* What to do: Check every line of the data below for the word "PathIsNotAFile", then give only the number of lines that have it.
Segment Open
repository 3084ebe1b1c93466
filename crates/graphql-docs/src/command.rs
use crate::Cli;
use crate::CommandResult;

pub(crate) trait RunnableCommand: std::fmt::Debug {
    async fn run(self, cli: Cli) -> CommandResult;
}
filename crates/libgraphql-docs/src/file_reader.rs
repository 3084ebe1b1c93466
use std::path::Path;
use std::path::PathBuf;
use thiserror::Error;

type Result<T> = std::result::Result<T, ReadContentError>;

pub(crate) fn read_content<P: AsRef<Path>>(file_path: P) -> Result<String> {
    let file_path = file_path.as_ref();
    if !file_path.is_file() {
        return Err(ReadContentError::PathIsNotAFile(file_path.to_path_buf()));
    }

    let bytes = std::fs::read(file_path)
        .map_err(|err| ReadContentError::FileReadError {
            file_path: file_path.to_path_buf(),
            err,
        })?;

    String::from_utf8(bytes)
        .map_err(|err| ReadContentError::FileDecodeError {
            file_path: file_path.to_path_buf(),
            err,
        })
}

#[derive(Debug, Error)]
pub enum ReadContentError {
    #[error("The schema file at {file_path:?} is not valid UTF-8")]
    FileDecodeError {
        file_path: PathBuf,
        err: std::string::FromUtf8Error,
    },

    #[error("Unable to read the schema file at {file_path:?}: {err}")]
    FileReadError {
        file_path: PathBuf,
        err: std::io::Error,
    },

    #[error("Expected a file at {0:?}")]
    PathIsNotAFile(PathBuf),
}
impl std::cmp::PartialEq for ReadContentError {
    fn eq(&self, other: &Self) -> bool {
        use ReadContentError::*;
        match (self, other) {
            (FileDecodeError {
                file_path: self_file_path,
                err: self_err,
            }, FileDecodeError {
                file_path: other_file_path,
                err: other_err,
            }) => {
                self_file_path == other_file_path
                && self_err == other_err
            },

            (FileReadError {
                file_path: self_file_path,
                err: self_err,
            }, FileReadError {
                file_path: other_file_path,
                err: other_err,
            }) => {
                self_file_path == other_file_path
                && self_err.kind() == other_err.kind()
            },

            (PathIsNotAFile(self_path), PathIsNotAFile(other_path)) => {
                self_path == other_path
            },

            _ => false,
        }
    }
}
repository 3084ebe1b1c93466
use crate::schema::DocsSchemaBuilder;
use crate::schema::SchemaService;
use crate::schema::SchemaServiceError;
use crate::ArgumentDefinition;
use crate::DirectiveDefinition;
use crate::DirectiveSite;
use indexmap::IndexMap;
use std::collections::HashMap;
use std::collections::HashSet;

/// Which directives documentation is allowed to display.
#[derive(Clone, Debug, Default, PartialEq)]
pub enum DirectiveAllowList {
    /// Every directive the schema defines (including built-ins).
    #[default]
    AllDefined,

    /// Only the named directives, and only if the schema defines them.
    Only(HashSet<String>),
}
impl DirectiveAllowList {
    pub fn permits(&self, directive_name: &str) -> bool {
        match self {
            Self::AllDefined => true,
            Self::Only(names) => names.contains(directive_name),
        }
    }
}

/// A fully loaded, immutable schema snapshot for documentation purposes.
#[derive(Clone, Debug, PartialEq)]
pub struct DocsSchema {
    pub(crate) allow_list: DirectiveAllowList,
    pub(crate) directive_defs: IndexMap<String, DirectiveDefinition>,
    pub(crate) directive_sites: Vec<DirectiveSite>,
    pub(crate) hidden_arguments: HashMap<String, HashSet<String>>,
}
impl DocsSchema {
    /// Returns an [`IndexMap<String, DirectiveDefinition>`] containing all
    /// directives known to this [`DocsSchema`], in the order they were
    /// defined.
    ///
    /// [^note] This map includes both directives defined in the loaded SDL
    /// as well as implicitly-defined, built-in directives like
    /// `@deprecated`.
    pub fn all_directives(&self) -> &IndexMap<String, DirectiveDefinition> {
        &self.directive_defs
    }

    pub fn allow_list(&self) -> &DirectiveAllowList {
        &self.allow_list
    }

    /// Helper function that just delegates to [`DocsSchemaBuilder::new()`].
    pub fn builder() -> DocsSchemaBuilder {
        DocsSchemaBuilder::new()
    }

    /// Every directive usage written in the loaded SDL, in document order.
    pub fn directive_sites(&self) -> &[DirectiveSite] {
        self.directive_sites.as_slice()
    }
}
impl SchemaService for DocsSchema {
    fn is_allowed_directive(
        &self,
        directive_name: &str,
    ) -> Result<bool, SchemaServiceError> {
        Ok(self.directive_defs.contains_key(directive_name)
            && self.allow_list.permits(directive_name))
    }

    fn directive(
        &self,
        directive_name: &str,
    ) -> Result<Option<&DirectiveDefinition>, SchemaServiceError> {
        Ok(self.directive_defs.get(directive_name))
    }

    fn allowed_arguments<'def>(
        &self,
        definition: &'def DirectiveDefinition,
    ) -> Result<Vec<&'def ArgumentDefinition>, SchemaServiceError> {
        let hidden = self.hidden_arguments.get(definition.name());
        Ok(definition.arguments().iter()
            .filter(|arg| !hidden.is_some_and(|names| names.contains(arg.name())))
            .collect())
    }
}
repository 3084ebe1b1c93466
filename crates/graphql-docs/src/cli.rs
use clap::CommandFactory;
use crate::commands;

/// Inspect how the directive usages in a GraphQL schema render as
/// documentation tags.
#[derive(clap::Parser, Debug)]
#[command(name = "graphql-docs", version)]
pub(crate) struct Cli {
    #[command(subcommand)]
    pub(crate) cmd: Option<commands::CommandEnum>,

    #[arg(
        help="Enable verbose output.",
        long,
        short='v',
    )]
    pub verbose: bool,
}
impl Cli {
    pub(crate) async fn run_default(self) -> anyhow::Result<()> {
        Self::command().print_help()?;
        Ok(())
    }
}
Segment Closed
* The answer: 3